Harun Farocki
Harun Farocki was born Harun El Usman Faroqhi in 1944 in Nový Jicin (Neutitschein), today's Czech Republic, and studied at the German Film and Television Academy in Berlin (DFFB), from which he was expelled in 1968 for political reasons. From 1974 to 1984 he was editor of the German magazine "Filmkritik". He is one of the most important essay filmmakers and the author of several television productions as well as theoretical texts. From 1993 to 1999 he was a lecturer at the University of California. From 2000 he taught at the German Film and Television Academy (DFFB) Berlin. From 2004 he held a visiting professorship at the University of Fine Arts in Vienna, where he served as a full professor from 2006 to 2011. His work was shown at Documenta 12 in Kassel in 2007 and in numerous international retrospectives and has received many awards. In 1995 he received the Adolf Grimme Prize for " Reeducation" and in 2002 the Peter Weiss Prize of the city of Bochum. In 2006 he was awarded the Herbert Quandt Media Prize for the documentary " Nothing Ventured" and in 2009 the ARTE Documentary Film Prize for the film " In Comparison". In the same year, he received the 2009 Wilhelm Loth Prize. In 2012, he was awarded the special prize for the Roswitha Haftmann Prize. In 2015, there was a "Special mention" at the Biennale di Venezia. Harun Farocki passed away near Berlin in 2014. In 2015 the Harun Farocki Institute (HaFI) was founded in Berlin as a "platform for researching Farocki's visual and discursive practice and as a flexible structure for new projects".
Farocki’s early films are marked by ideas of a cultural revolution as formulated by the increasingly radical Left of the time and are explicitly developed as effective means of political propaganda. In this way, "Inextinguishable Fire" (1968/69) seizes upon the Vietnam War as one of the quintessential themes of the student movement.

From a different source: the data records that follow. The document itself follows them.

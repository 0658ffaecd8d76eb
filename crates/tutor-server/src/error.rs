//! Errors the HTTP layer turns into JSON error responses.

use std::io;
use std::path::PathBuf;

use axum::{
    http::StatusCode,
    response::{IntoResponse, Response},
    Json,
};
use serde::Serialize;
use thiserror::Error;
use tracing::error;

/// Request failures that do not fit the chat reply shape.
#[derive(Error, Debug)]
pub enum AppError {
    /// `DELETE /history/{user_id}` for a user with no transcript.
    #[error("No history for user '{0}'")]
    UnknownUser(String),

    /// The browser client page could not be read.
    #[error("failed to read {}", path.display())]
    IndexUnreadable {
        path: PathBuf,
        #[source]
        source: io::Error,
    },
}

#[derive(Serialize)]
struct ErrorResponse {
    error: String,
}

impl AppError {
    fn status(&self) -> StatusCode {
        match self {
            AppError::UnknownUser(_) => StatusCode::NOT_FOUND,
            AppError::IndexUnreadable { .. } => StatusCode::INTERNAL_SERVER_ERROR,
        }
    }
}

impl IntoResponse for AppError {
    fn into_response(self) -> Response {
        let status = self.status();
        if let AppError::IndexUnreadable { source, .. } = &self {
            error!("{}: {}", self, source);
        }
        (status, Json(ErrorResponse { error: self.to_string() })).into_response()
    }
}
//! Core domain types and error definitions for tutor.
//!
//! This crate provides the fundamental types shared across the workspace:
//!
//! - [`AgentError`] - Error type for LLM gateway operations
//! - [`Content`], [`Part`] and [`ContentRole`] - Role-tagged messages sent to the gateway
//! - [`Message`] and [`MessageRole`] - Conversation transcript entries
//! - [`ModelConfig`] - LLM model configuration
//!
//! # Example
//!
//! ```rust
//! use tutor_core::{Content, ContentRole, ModelConfig};
//!
//! let content = Content::user("Explain recursion");
//! assert_eq!(content.role, ContentRole::User);
//! assert_eq!(content.text(), "Explain recursion");
//!
//! let model = ModelConfig::new("gemini-2.5-flash-lite");
//! assert!(model.api_base.is_none());
//! ```

use serde::{Deserialize, Serialize};
use thiserror::Error;

/// Model used when no override is configured.
pub const DEFAULT_MODEL: &str = "gemini-2.5-flash-lite";

/// Errors that can occur while talking to the LLM gateway.
#[derive(Error, Debug)]
pub enum AgentError {
    /// LLM API request failed (transport, status, undecodable body, or empty completion).
    #[error("LLM request failed: {0}")]
    LlmError(String),
}

/// Role of a content block sent to the gateway.
#[derive(Debug, Clone, Copy, PartialEq, Eq, Serialize, Deserialize)]
#[serde(rename_all = "lowercase")]
pub enum ContentRole {
    /// Text written by the user (or instructions on their behalf).
    User,
    /// Text previously produced by the model.
    Model,
}

/// A single text part inside a [`Content`] block.
#[derive(Debug, Clone, PartialEq, Eq, Serialize, Deserialize)]
pub struct Part {
    pub text: String,
}

/// A role-tagged sequence of text parts, the unit the gateway consumes.
#[derive(Debug, Clone, PartialEq, Eq, Serialize, Deserialize)]
pub struct Content {
    pub role: ContentRole,
    pub parts: Vec<Part>,
}

impl Content {
    /// Creates a user content block with a single text part.
    pub fn user(text: impl Into<String>) -> Self {
        Self {
            role: ContentRole::User,
            parts: vec![Part { text: text.into() }],
        }
    }

    /// Creates a model content block with a single text part.
    pub fn model(text: impl Into<String>) -> Self {
        Self {
            role: ContentRole::Model,
            parts: vec![Part { text: text.into() }],
        }
    }

    /// Concatenated text of all parts.
    pub fn text(&self) -> String {
        self.parts.iter().map(|p| p.text.as_str()).collect()
    }
}

/// Role of a message in a conversation transcript.
#[derive(Debug, Clone, Copy, PartialEq, Eq, Serialize, Deserialize)]
#[serde(rename_all = "lowercase")]
pub enum MessageRole {
    /// Message from the user.
    User,
    /// Message from the assistant/LLM.
    Assistant,
}

/// A single message in a conversation transcript.
#[derive(Debug, Clone, PartialEq, Eq, Serialize, Deserialize)]
pub struct Message {
    /// The role of the message sender.
    pub role: MessageRole,
    /// The content of the message.
    pub content: String,
}

impl Message {
    /// Creates a new user message.
    pub fn user(content: impl Into<String>) -> Self {
        Self { role: MessageRole::User, content: content.into() }
    }

    /// Creates a new assistant message.
    pub fn assistant(content: impl Into<String>) -> Self {
        Self { role: MessageRole::Assistant, content: content.into() }
    }
}

/// Configuration for an LLM model.
#[derive(Debug, Clone, PartialEq, Eq, Serialize, Deserialize)]
pub struct ModelConfig {
    /// The model identifier passed to the gateway (e.g., "gemini-2.5-flash-lite").
    pub model: String,
    /// Optional API base URL for proxies or alternative endpoints.
    pub api_base: Option<String>,
}

impl ModelConfig {
    /// Creates a config for `model` against the default endpoint.
    pub fn new(model: impl Into<String>) -> Self {
        Self { model: model.into(), api_base: None }
    }
}

impl Default for ModelConfig {
    fn default() -> Self {
        Self::new(DEFAULT_MODEL)
    }
}

#[cfg(test)]
mod tests {
    use super::*;

    #[test]
    fn content_serializes_in_gateway_shape() {
        let content = Content::user("hi");
        let json = serde_json::to_value(&content).unwrap();
        assert_eq!(json, serde_json::json!({"role": "user", "parts": [{"text": "hi"}]}));

        let json = serde_json::to_value(Content::model("ok")).unwrap();
        assert_eq!(json["role"], "model");
    }

    #[test]
    fn content_text_joins_parts() {
        let content = Content {
            role: ContentRole::Model,
            parts: vec![Part { text: "a".into() }, Part { text: "b".into() }],
        };
        assert_eq!(content.text(), "ab");
    }

    #[test]
    fn message_roles_are_lowercase() {
        let json = serde_json::to_value(Message::assistant("done")).unwrap();
        assert_eq!(json["role"], "assistant");
        let back: Message = serde_json::from_value(json).unwrap();
        assert_eq!(back, Message::assistant("done"));
    }

    #[test]
    fn llm_error_display() {
        let err = AgentError::LlmError("timeout".into());
        assert_eq!(err.to_string(), "LLM request failed: timeout");
    }

    #[test]
    fn default_model_config() {
        let config = ModelConfig::default();
        assert_eq!(config.model, DEFAULT_MODEL);
        assert!(config.api_base.is_none());
    }
}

While his politically-motivated educational films subject the audience to an analytical and consciousness-raising agenda, the subsequent auctorial, essayistic, and documentary films call for a more active reception on behalf of the audience itself. Thus the documentaries consciously refrain from any interpretation of the events portrayed, while presenting quotidian life in a clearly visible form that reveals its hidden capitalistic logic. Parallel to this, cinematic essays arise, which question the very use of film as a pictorial medium. Through both montage and a deliberate composition of either intentionally filmed or found materials, Farocki produces a subtext, which opens up the technical, socio-political, and cultural contexts of meaning in the production, distribution, and reception of images. In works such as "Videograms of a Revolution" (1992), assembled entirely from found footage, Farocki manages to set up a completely new narrative order. In these works he thematizes the interactions of historic processes and their representation in the media.

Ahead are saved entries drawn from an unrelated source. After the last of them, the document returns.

//! Google Gemini `generateContent` client.

use std::time::Instant;

use async_trait::async_trait;
use reqwest::Client;
use serde::{Deserialize, Serialize};
use tracing::{debug, info};
use tutor_core::{AgentError, Content};

use crate::{LlmGateway, LlmMetrics, LlmResponse};

/// Public Gemini REST endpoint.
pub const GEMINI_API_BASE: &str = "https://generativelanguage.googleapis.com/v1beta";

#[derive(Serialize)]
struct GenerateRequest<'a> {
    contents: &'a [Content],
}

#[derive(Deserialize)]
struct ResponsePart {
    text: Option<String>,
}

#[derive(Deserialize)]
struct CandidateContent {
    #[serde(default)]
    parts: Vec<ResponsePart>,
}

#[derive(Deserialize)]
struct Candidate {
    content: Option<CandidateContent>,
}

#[derive(Deserialize)]
#[serde(rename_all = "camelCase")]
struct UsageMetadata {
    prompt_token_count: Option<u32>,
    candidates_token_count: Option<u32>,
}

#[derive(Deserialize)]
#[serde(rename_all = "camelCase")]
struct GenerateResponse {
    #[serde(default)]
    candidates: Vec<Candidate>,
    usage_metadata: Option<UsageMetadata>,
}

impl GenerateResponse {
    /// Text of the first candidate, all text parts joined. `None` if it has no text.
    fn text(&self) -> Option<String> {
        let parts = &self.candidates.first()?.content.as_ref()?.parts;
        let texts: Vec<&str> = parts.iter().filter_map(|p| p.text.as_deref()).collect();
        if texts.is_empty() {
            return None;
        }
        Some(texts.concat())
    }
}

/// Converts any error into an AgentError::LlmError.
fn llm_err(e: impl ToString) -> AgentError {
    AgentError::LlmError(e.to_string())
}

/// Client for Google's Gemini API.
pub struct GeminiClient {
    client: Client,
    api_base: String,
    api_key: String,
}

impl GeminiClient {
    /// Creates a new client. `api_base` overrides [`GEMINI_API_BASE`].
    pub fn new(api_key: impl Into<String>, api_base: Option<&str>) -> Self {
        let api_key = api_key.into();
        let api_base = api_base
            .unwrap_or(GEMINI_API_BASE)
            .trim_end_matches('/')
            .to_string();
        info!("GeminiClient: api_base={}, api_key_set={}", api_base, !api_key.is_empty());
        Self {
            client: Client::new(),
            api_base,
            api_key,
        }
    }

    fn endpoint(&self, model: &str) -> String {
        let model = model.strip_prefix("models/").unwrap_or(model);
        format!("{}/models/{}:generateContent", self.api_base, model)
    }
}

#[async_trait]
impl LlmGateway for GeminiClient {
    async fn generate(&self, model: &str, contents: &[Content]) -> Result<LlmResponse, AgentError> {
        let start = Instant::now();
        debug!("Gemini request: model={}, contents={}", model, contents.len());

        let response = self
            .client
            .post(self.endpoint(model))
            .header("x-goog-api-key", &self.api_key)
            .json(&GenerateRequest { contents })
            .send()
            .await
            .map_err(llm_err)?;

        if !response.status().is_success() {
            let status = response.status();
            let body = response.text().await.unwrap_or_default();
            return Err(AgentError::LlmError(format!(
                "Gemini API error {}: {}",
                status, body
            )));
        }

        let resp: GenerateResponse = response.json().await.map_err(llm_err)?;
        let content = resp
            .text()
            .ok_or_else(|| AgentError::LlmError("No response content".into()))?;

        let (input_tokens, output_tokens) = resp
            .usage_metadata
            .map(|u| (u.prompt_token_count.unwrap_or(0), u.candidates_token_count.unwrap_or(0)))
            .unwrap_or((0, 0));
        let elapsed_ms = start.elapsed().as_millis() as u64;

        info!(
            "LLM: {}ms, tokens: {}/{} (in/out)",
            elapsed_ms, input_tokens, output_tokens
        );

        Ok(LlmResponse {
            content,
            metrics: LlmMetrics { input_tokens, output_tokens, elapsed_ms },
        })
    }
}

Since the end of the 1990s, Farocki has been increasingly involved in creating video works within an exhibition context, e. g., at the Documenta X, 1997. His latest installations are concerned with the instrumentalization of the camera as a tool of supervision and control: "I Thought I Was Seeing Convicts" (2001 produced by the Generali Foundation) makes visually apparent the transition from a disciplinarian society to one of social control with the use of video footage from a surveillance camera. Similarly, "Eye/Machine I" (2002) shows just how far the use of images for technical supervisory purposes in both the military and civilian sectors has already progressed. (Luisa Ziaja)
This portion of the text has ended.